Exercise directions | Gather all lines from the material that contain "slice".

Data under study |

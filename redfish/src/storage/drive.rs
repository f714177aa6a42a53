// SPDX-FileCopyrightText: Copyright (c) 2025 NVIDIA CORPORATION & AFFILIATES. All rights reserved.
// SPDX-License-Identifier: Apache-2.0
//
// Licensed under the Apache License, Version 2.0 (the "License");
// you may not use this file except in compliance with the License.
// You may obtain a copy of the License at
//
// http://www.apache.org/licenses/LICENSE-2.0
//
// Unless required by applicable law or agreed to in writing, software
// distributed under the License is distributed on an "AS IS" BASIS,
// WITHOUT WARRANTIES OR CONDITIONS OF ANY KIND, either express or implied.
// See the License for the specific language governing permissions and
// limitations under the License.

use crate::collection;
use crate::resource::FromBase;
use crate::resource::Resource;
use crate::resource::ResourceBase;
use crate::resource::Status;
use crate::storage::Volume;
use crate::Error;
use rsfish_core::Bmc;
use rsfish_core::LinkList;
use serde::Deserialize;
use serde::Serialize;

/// Media of a drive.
#[derive(Debug, Clone, Copy, PartialEq, Eq, Hash, Serialize, Deserialize)]
pub enum MediaType {
    /// Rotating media.
    HDD,
    /// Solid state media.
    SSD,
    /// Shingled magnetic recording.
    SMR,
    /// Value not known to this library.
    #[serde(other)]
    Unknown,
}

/// Data of a drive.
#[derive(Debug, Clone, Default, PartialEq, Serialize, Deserialize)]
#[serde(rename_all = "PascalCase")]
pub struct DriveData {
    /// Media type.
    pub media_type: Option<MediaType>,
    /// Interface protocol, e.g. `SAS`, `SATA` or `NVMe`.
    pub protocol: Option<String>,
    /// Size in bytes.
    pub capacity_bytes: Option<u64>,
    /// Block size in bytes.
    pub block_size_bytes: Option<u32>,
    /// Manufacturer.
    pub manufacturer: Option<String>,
    /// Model.
    pub model: Option<String>,
    /// Serial number.
    pub serial_number: Option<String>,
    /// Part number.
    pub part_number: Option<String>,
    /// Firmware revision.
    pub revision: Option<String>,
    /// Whether a failure is predicted.
    pub failure_predicted: Option<bool>,
    /// Remaining life of the media.
    pub predicted_media_life_left_percent: Option<f64>,
    /// `Unencrypted`, `Unlocked`, `Locked` or `Foreign`.
    pub encryption_status: Option<String>,
    /// Hot spare role.
    pub hotspare_type: Option<String>,
    /// Status of the drive.
    pub status: Option<Status>,
}

#[derive(Deserialize, Default)]
struct DriveLinks {
    #[serde(rename = "Volumes", default)]
    volumes: LinkList,
}

#[derive(Deserialize)]
struct DriveSchema {
    #[serde(flatten)]
    data: DriveData,
    #[serde(rename = "Links", default)]
    links: DriveLinks,
}

/// Drive of a storage subsystem.
pub struct Drive<B: Bmc> {
    base: ResourceBase<B>,
    /// Decoded drive data.
    pub data: DriveData,
    volumes: LinkList,
}

impl<B: Bmc> Drive<B> {
    /// Volumes using this drive.
    ///
    /// # Errors
    ///
    /// Returns error if fetching a volume fails.
    pub async fn volumes(&self) -> Result<Vec<Volume<B>>, Error<B>> {
        collection::resolve(self.base.bmc(), &self.volumes).await
    }
}

impl<B: Bmc> FromBase<B> for Drive<B> {
    fn from_base(base: ResourceBase<B>) -> Result<Self, Error<B>> {
        let DriveSchema { data, links } = base.decode()?;
        Ok(Self {
            base,
            data,
            volumes: links.volumes,
        })
    }
}

impl<B: Bmc> Resource<B> for Drive<B> {
    fn base(&self) -> &ResourceBase<B> {
        &self.base
    }
}
// SPDX-FileCopyrightText: Copyright (c) 2025 NVIDIA CORPORATION & AFFILIATES. All rights reserved.
// SPDX-License-Identifier: Apache-2.0
//
// Licensed under the Apache License, Version 2.0 (the "License");
// you may not use this file except in compliance with the License.
// You may obtain a copy of the License at
//
// http://www.apache.org/licenses/LICENSE-2.0
//
// Unless required by applicable law or agreed to in writing, software
// distributed under the License is distributed on an "AS IS" BASIS,
// WITHOUT WARRANTIES OR CONDITIONS OF ANY KIND, either express or implied.
// See the License for the specific language governing permissions and
// limitations under the License.

//! Supermicro extensions.

mod manager;
mod update_service;

#[doc(inline)]
pub use manager::ConfigResetOption;
#[doc(inline)]
pub use manager::SupermicroManager;
#[doc(inline)]
pub use manager::SupermicroSetting;
#[doc(inline)]
pub use update_service::SslCertData;
#[doc(inline)]
pub use update_service::SupermicroInstallBody;
#[doc(inline)]
pub use update_service::SupermicroIpmiConfig;
#[doc(inline)]
pub use update_service::SupermicroSslCert;
#[doc(inline)]
pub use update_service::SupermicroUpdateService;
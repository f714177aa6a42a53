// SPDX-FileCopyrightText: Copyright (c) 2025 NVIDIA CORPORATION & AFFILIATES. All rights reserved.
// SPDX-License-Identifier: Apache-2.0
//
// Licensed under the Apache License, Version 2.0 (the "License");
// you may not use this file except in compliance with the License.
// You may obtain a copy of the License at
//
// http://www.apache.org/licenses/LICENSE-2.0
//
// Unless required by applicable law or agreed to in writing, software
// distributed under the License is distributed on an "AS IS" BASIS,
// WITHOUT WARRANTIES OR CONDITIONS OF ANY KIND, either express or implied.
// See the License for the specific language governing permissions and
// limitations under the License.

//! ZT Systems extensions.

mod event_service;

#[doc(inline)]
pub use event_service::ZtEventService;
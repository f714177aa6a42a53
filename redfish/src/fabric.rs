// SPDX-FileCopyrightText: Copyright (c) 2025 NVIDIA CORPORATION & AFFILIATES. All rights reserved.
// SPDX-License-Identifier: Apache-2.0
//
// Licensed under the Apache License, Version 2.0 (the "License");
// you may not use this file except in compliance with the License.
// You may obtain a copy of the License at
//
// http://www.apache.org/licenses/LICENSE-2.0
//
// Unless required by applicable law or agreed to in writing, software
// distributed under the License is distributed on an "AS IS" BASIS,
// WITHOUT WARRANTIES OR CONDITIONS OF ANY KIND, either express or implied.
// See the License for the specific language governing permissions and
// limitations under the License.

//! Fabrics, switches and endpoints.

use crate::resource::FromBase;
use crate::resource::Resource;
use crate::resource::ResourceBase;
use crate::resource::Status;
use crate::Error;
use rsfish_core::Bmc;
use rsfish_core::Link;
use serde::Deserialize;
use serde::Serialize;

/// Data of an endpoint.
#[derive(Debug, Clone, Default, PartialEq, Serialize, Deserialize)]
#[serde(rename_all = "PascalCase")]
pub struct EndpointData {
    /// Protocol of the endpoint, e.g. `PCIe` or `NVMeOverFabrics`.
    pub endpoint_protocol: Option<String>,
    /// Memory reserved for the host, in bytes.
    pub host_reservation_memory_bytes: Option<u64>,
    /// Status of the endpoint.
    pub status: Option<Status>,
}

#[derive(Deserialize)]
struct EndpointSchema {
    #[serde(flatten)]
    data: EndpointData,
}

/// Endpoint of a fabric.
pub struct Endpoint<B: Bmc> {
    base: ResourceBase<B>,
    /// Decoded endpoint data.
    pub data: EndpointData,
}

impl<B: Bmc> FromBase<B> for Endpoint<B> {
    fn from_base(base: ResourceBase<B>) -> Result<Self, Error<B>> {
        let EndpointSchema { data } = base.decode()?;
        Ok(Self { base, data })
    }
}

impl<B: Bmc> Resource<B> for Endpoint<B> {
    fn base(&self) -> &ResourceBase<B> {
        &self.base
    }
}

/// Data of a switch.
#[derive(Debug, Clone, Default, PartialEq, Serialize, Deserialize)]
#[serde(rename_all = "PascalCase")]
pub struct SwitchData {
    /// Protocol of the switch.
    pub switch_type: Option<String>,
    /// Manufacturer.
    pub manufacturer: Option<String>,
    /// Model.
    pub model: Option<String>,
    /// Serial number.
    pub serial_number: Option<String>,
    /// Number of ports.
    pub total_switch_width: Option<u32>,
    /// Status of the switch.
    pub status: Option<Status>,
}

#[derive(Deserialize)]
struct SwitchSchema {
    #[serde(flatten)]
    data: SwitchData,
}

/// Switch of a fabric.
pub struct Switch<B: Bmc> {
    base: ResourceBase<B>,
    /// Decoded switch data.
    pub data: SwitchData,
}

impl<B: Bmc> FromBase<B> for Switch<B> {
    fn from_base(base: ResourceBase<B>) -> Result<Self, Error<B>> {
        let SwitchSchema { data } = base.decode()?;
        Ok(Self { base, data })
    }
}

impl<B: Bmc> Resource<B> for Switch<B> {
    fn base(&self) -> &ResourceBase<B> {
        &self.base
    }
}

/// Data of a fabric.
#[derive(Debug, Clone, Default, PartialEq, Serialize, Deserialize)]
#[serde(rename_all = "PascalCase")]
pub struct FabricData {
    /// Protocol of the fabric.
    pub fabric_type: Option<String>,
    /// Maximum number of zones.
    pub max_zones: Option<u32>,
    /// Status of the fabric.
    pub status: Option<Status>,
}

#[derive(Deserialize)]
struct FabricSchema {
    #[serde(flatten)]
    data: FabricData,
    #[serde(rename = "Switches", default)]
    switches: Link,
    #[serde(rename = "Endpoints", default)]
    endpoints: Link,
}

/// Fabric.
pub struct Fabric<B: Bmc> {
    base: ResourceBase<B>,
    /// Decoded fabric data.
    pub data: FabricData,
    switches: Link,
    endpoints: Link,
}

impl<B: Bmc> Fabric<B> {
    /// Switches of the fabric.
    ///
    /// # Errors
    ///
    /// Returns error if fetching the collection or a switch fails.
    pub async fn switches(&self) -> Result<Vec<Switch<B>>, Error<B>> {
        self.base.list(&self.switches).await
    }

    /// Endpoints of the fabric.
    ///
    /// # Errors
    ///
    /// Returns error if fetching the collection or an endpoint fails.
    pub async fn endpoints(&self) -> Result<Vec<Endpoint<B>>, Error<B>> {
        self.base.list(&self.endpoints).await
    }
}

impl<B: Bmc> FromBase<B> for Fabric<B> {
    fn from_base(base: ResourceBase<B>) -> Result<Self, Error<B>> {
        let FabricSchema {
            data,
            switches,
            endpoints,
        } = base.decode()?;
        Ok(Self {
            base,
            data,
            switches,
            endpoints,
        })
    }
}

impl<B: Bmc> Resource<B> for Fabric<B> {
    fn base(&self) -> &ResourceBase<B> {
        &self.base
    }
}
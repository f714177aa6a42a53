// SPDX-FileCopyrightText: Copyright (c) 2025 NVIDIA CORPORATION & AFFILIATES. All rights reserved.
// SPDX-License-Identifier: Apache-2.0
//
// Licensed under the Apache License, Version 2.0 (the "License");
// you may not use this file except in compliance with the License.
// You may obtain a copy of the License at
//
// http://www.apache.org/licenses/LICENSE-2.0
//
// Unless required by applicable law or agreed to in writing, software
// distributed under the License is distributed on an "AS IS" BASIS,
// WITHOUT WARRANTIES OR CONDITIONS OF ANY KIND, either express or implied.
// See the License for the specific language governing permissions and
// limitations under the License.

//! OData identifiers
//!
//! Minimal wrappers for the Redfish/OData identifiers carried by every
//! resource document:
//! - [`ODataId`]: value of `@odata.id`, the canonical resource path (opaque string)
//! - [`ODataETag`]: value of `@odata.etag`, the HTTP entity tag (opaque string)
//! - [`ODataType`]: parsed view of `@odata.type`
//!
//! Notes
//! - These types do not validate content.
//! - [`ODataId::service_root()`] returns the well-known Redfish service root path.
//! - Formatting/Display returns the raw underlying string.
//!
//! Example
//! ```rust
//! use rsfish_core::ODataId;
//!
//! let root = ODataId::service_root();
//! assert_eq!(root.to_string(), "/redfish/v1/");
//! ```
//!
//! References:
//! - OASIS OData 4.01 — `@odata.id`, `@odata.etag`
//! - DMTF Redfish Specification DSP0266 — `https://www.dmtf.org/standards/redfish`
//!

use core::fmt::Display;
use core::fmt::Formatter;
use core::fmt::Result as FmtResult;
use serde::Deserialize;
use serde::Serialize;

/// Well-known path of the Redfish service root.
pub const SERVICE_ROOT: &str = "/redfish/v1/";

/// Conventional path of the session collection, used when the service root
/// does not advertise one.
pub const DEFAULT_SESSIONS: &str = "/redfish/v1/SessionService/Sessions";

/// Type for `@odata.id` identifier.
#[derive(Debug, Clone, Serialize, Deserialize, PartialEq, Eq, PartialOrd, Ord, Hash, Default)]
#[serde(transparent)]
pub struct ODataId(String);

impl ODataId {
    /// Redfish service root id.
    #[must_use]
    pub fn service_root() -> Self {
        Self(SERVICE_ROOT.into())
    }

    /// Identifier as string slice.
    #[must_use]
    pub fn as_str(&self) -> &str {
        &self.0
    }

    /// True if identifier is an empty string.
    #[must_use]
    pub fn is_empty(&self) -> bool {
        self.0.is_empty()
    }

    /// Last path segment of the identifier. For
    /// `/redfish/v1/Systems/System.Embedded.1` it is `System.Embedded.1`.
    #[must_use]
    pub fn last_segment(&self) -> &str {
        self.0
            .trim_end_matches('/')
            .rsplit('/')
            .next()
            .unwrap_or_default()
    }
}

impl From<String> for ODataId {
    fn from(s: String) -> Self {
        Self(s)
    }
}

impl From<&str> for ODataId {
    fn from(s: &str) -> Self {
        Self(s.to_string())
    }
}

impl AsRef<str> for ODataId {
    fn as_ref(&self) -> &str {
        &self.0
    }
}

impl Display for ODataId {
    fn fmt(&self, f: &mut Formatter<'_>) -> FmtResult {
        self.0.fmt(f)
    }
}

/// Type for `@odata.etag` identifier.
#[derive(Debug, Clone, Serialize, Deserialize, PartialEq, Eq, PartialOrd, Ord, Hash)]
#[serde(transparent)]
pub struct ODataETag(String);

impl ODataETag {
    /// Entity tag as string slice.
    #[must_use]
    pub fn as_str(&self) -> &str {
        &self.0
    }
}

impl From<String> for ODataETag {
    fn from(value: String) -> Self {
        Self(value)
    }
}

impl From<&str> for ODataETag {
    fn from(value: &str) -> Self {
        Self(value.to_string())
    }
}

impl Display for ODataETag {
    fn fmt(&self, f: &mut Formatter<'_>) -> FmtResult {
        self.0.fmt(f)
    }
}

/// Type for retrieving `@odata.type` from a JSON payload.
#[derive(Debug, PartialEq, Eq)]
pub struct ODataType<'a> {
    /// Namespace of the data type. For example: `["Chassis", "v1_22_0"]`.
    pub namespace: Vec<&'a str>,
    /// Name of the type. For example "Chassis".
    pub type_name: &'a str,
}

impl<'a> ODataType<'a> {
    /// Parse `@odata.type` value like `#Chassis.v1_22_0.Chassis`.
    #[must_use]
    pub fn parse(v: &'a str) -> Option<Self> {
        let v = v.strip_prefix('#')?;
        let mut all = v.split('.').collect::<Vec<_>>();
        all.pop().map(|type_name| ODataType {
            namespace: all,
            type_name,
        })
    }

    /// Get `@odata.type` from a JSON payload and parse it.
    #[must_use]
    pub fn parse_from(v: &'a serde_json::Value) -> Option<Self> {
        v.get("@odata.type")
            .and_then(serde_json::Value::as_str)
            .and_then(Self::parse)
    }

    /// Schema version part of the namespace (`v1_22_0`), if present.
    #[must_use]
    pub fn version(&self) -> Option<&'a str> {
        self.namespace
            .iter()
            .rev()
            .find(|part| part.starts_with('v'))
            .copied()
    }
}

#[cfg(test)]
mod tests {
    use super::*;
    use serde_json::json;

    #[test]
    fn parses_odata_type() {
        let v = json!({ "@odata.type": "#ComputerSystem.v1_20_0.ComputerSystem" });
        let t = ODataType::parse_from(&v).unwrap();
        assert_eq!(t.type_name, "ComputerSystem");
        assert_eq!(t.namespace, vec!["ComputerSystem", "v1_20_0"]);
        assert_eq!(t.version(), Some("v1_20_0"));
    }

    #[test]
    fn rejects_odata_type_without_hash() {
        assert!(ODataType::parse("Chassis.v1_0_0.Chassis").is_none());
    }

    #[test]
    fn last_segment_ignores_trailing_slash() {
        let id = ODataId::from("/redfish/v1/Systems/System.Embedded.1/");
        assert_eq!(id.last_segment(), "System.Embedded.1");
        assert_eq!(ODataId::default().last_segment(), "");
    }
}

Your solution |
    /// Identifier as string slice.
    /// Entity tag as string slice.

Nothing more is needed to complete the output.